(Records for this exercise)

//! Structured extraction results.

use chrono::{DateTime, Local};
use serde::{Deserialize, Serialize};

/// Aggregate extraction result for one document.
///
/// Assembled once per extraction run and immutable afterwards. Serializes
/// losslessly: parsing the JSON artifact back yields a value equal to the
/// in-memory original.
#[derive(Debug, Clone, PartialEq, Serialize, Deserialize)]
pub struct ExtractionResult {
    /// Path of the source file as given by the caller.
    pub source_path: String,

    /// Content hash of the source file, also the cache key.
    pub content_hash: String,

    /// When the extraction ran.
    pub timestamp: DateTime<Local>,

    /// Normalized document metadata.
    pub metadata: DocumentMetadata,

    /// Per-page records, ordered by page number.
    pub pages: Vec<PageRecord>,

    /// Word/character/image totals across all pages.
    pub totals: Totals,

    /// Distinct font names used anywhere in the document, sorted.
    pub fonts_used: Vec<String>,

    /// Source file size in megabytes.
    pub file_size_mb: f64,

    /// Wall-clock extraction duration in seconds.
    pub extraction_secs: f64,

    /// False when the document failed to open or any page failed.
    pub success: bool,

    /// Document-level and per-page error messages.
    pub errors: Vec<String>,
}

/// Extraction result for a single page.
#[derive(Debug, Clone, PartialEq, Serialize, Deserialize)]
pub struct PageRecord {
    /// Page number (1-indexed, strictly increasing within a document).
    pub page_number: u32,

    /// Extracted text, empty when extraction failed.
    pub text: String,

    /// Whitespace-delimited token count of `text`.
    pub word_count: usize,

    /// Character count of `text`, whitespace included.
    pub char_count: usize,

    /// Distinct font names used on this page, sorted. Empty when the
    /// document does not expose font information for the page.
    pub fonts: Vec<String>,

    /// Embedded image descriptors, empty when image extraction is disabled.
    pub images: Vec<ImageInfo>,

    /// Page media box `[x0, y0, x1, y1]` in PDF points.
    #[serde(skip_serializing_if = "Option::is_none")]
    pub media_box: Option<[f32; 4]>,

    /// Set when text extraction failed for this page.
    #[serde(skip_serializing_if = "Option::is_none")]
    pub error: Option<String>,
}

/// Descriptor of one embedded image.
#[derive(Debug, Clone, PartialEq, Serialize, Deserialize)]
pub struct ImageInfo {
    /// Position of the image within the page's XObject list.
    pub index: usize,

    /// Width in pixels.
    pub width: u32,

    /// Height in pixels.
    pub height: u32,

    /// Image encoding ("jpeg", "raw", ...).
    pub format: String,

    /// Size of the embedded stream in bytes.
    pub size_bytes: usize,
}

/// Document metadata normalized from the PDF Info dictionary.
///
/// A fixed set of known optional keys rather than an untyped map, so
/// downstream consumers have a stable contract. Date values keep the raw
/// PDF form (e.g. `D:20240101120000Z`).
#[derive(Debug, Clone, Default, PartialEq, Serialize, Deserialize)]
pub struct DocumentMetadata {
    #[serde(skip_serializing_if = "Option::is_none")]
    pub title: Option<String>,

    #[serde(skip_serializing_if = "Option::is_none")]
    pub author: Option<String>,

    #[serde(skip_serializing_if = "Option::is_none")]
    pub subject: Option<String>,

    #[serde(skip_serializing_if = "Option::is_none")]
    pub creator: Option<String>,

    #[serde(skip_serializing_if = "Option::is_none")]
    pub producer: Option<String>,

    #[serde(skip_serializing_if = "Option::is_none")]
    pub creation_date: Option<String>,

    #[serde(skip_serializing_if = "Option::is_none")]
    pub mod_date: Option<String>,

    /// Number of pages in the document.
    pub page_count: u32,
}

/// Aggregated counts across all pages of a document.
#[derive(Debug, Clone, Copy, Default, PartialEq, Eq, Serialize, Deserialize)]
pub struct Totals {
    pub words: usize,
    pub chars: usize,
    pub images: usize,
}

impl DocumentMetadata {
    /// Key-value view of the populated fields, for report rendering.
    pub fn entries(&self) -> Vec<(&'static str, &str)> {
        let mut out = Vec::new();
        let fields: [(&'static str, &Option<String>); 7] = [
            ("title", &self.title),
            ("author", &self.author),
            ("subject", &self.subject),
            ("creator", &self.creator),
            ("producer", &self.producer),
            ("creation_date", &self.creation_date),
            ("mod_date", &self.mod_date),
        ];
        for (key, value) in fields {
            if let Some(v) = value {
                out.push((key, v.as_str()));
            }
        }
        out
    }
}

(End Records for this exercise)

Work instruction — Search the entries above for "Default". Return every line that has it.

Finished exercise —
#[derive(Debug, Clone, Default, PartialEq, Serialize, Deserialize)]
#[derive(Debug, Clone, Copy, Default, PartialEq, Eq, Serialize, Deserialize)]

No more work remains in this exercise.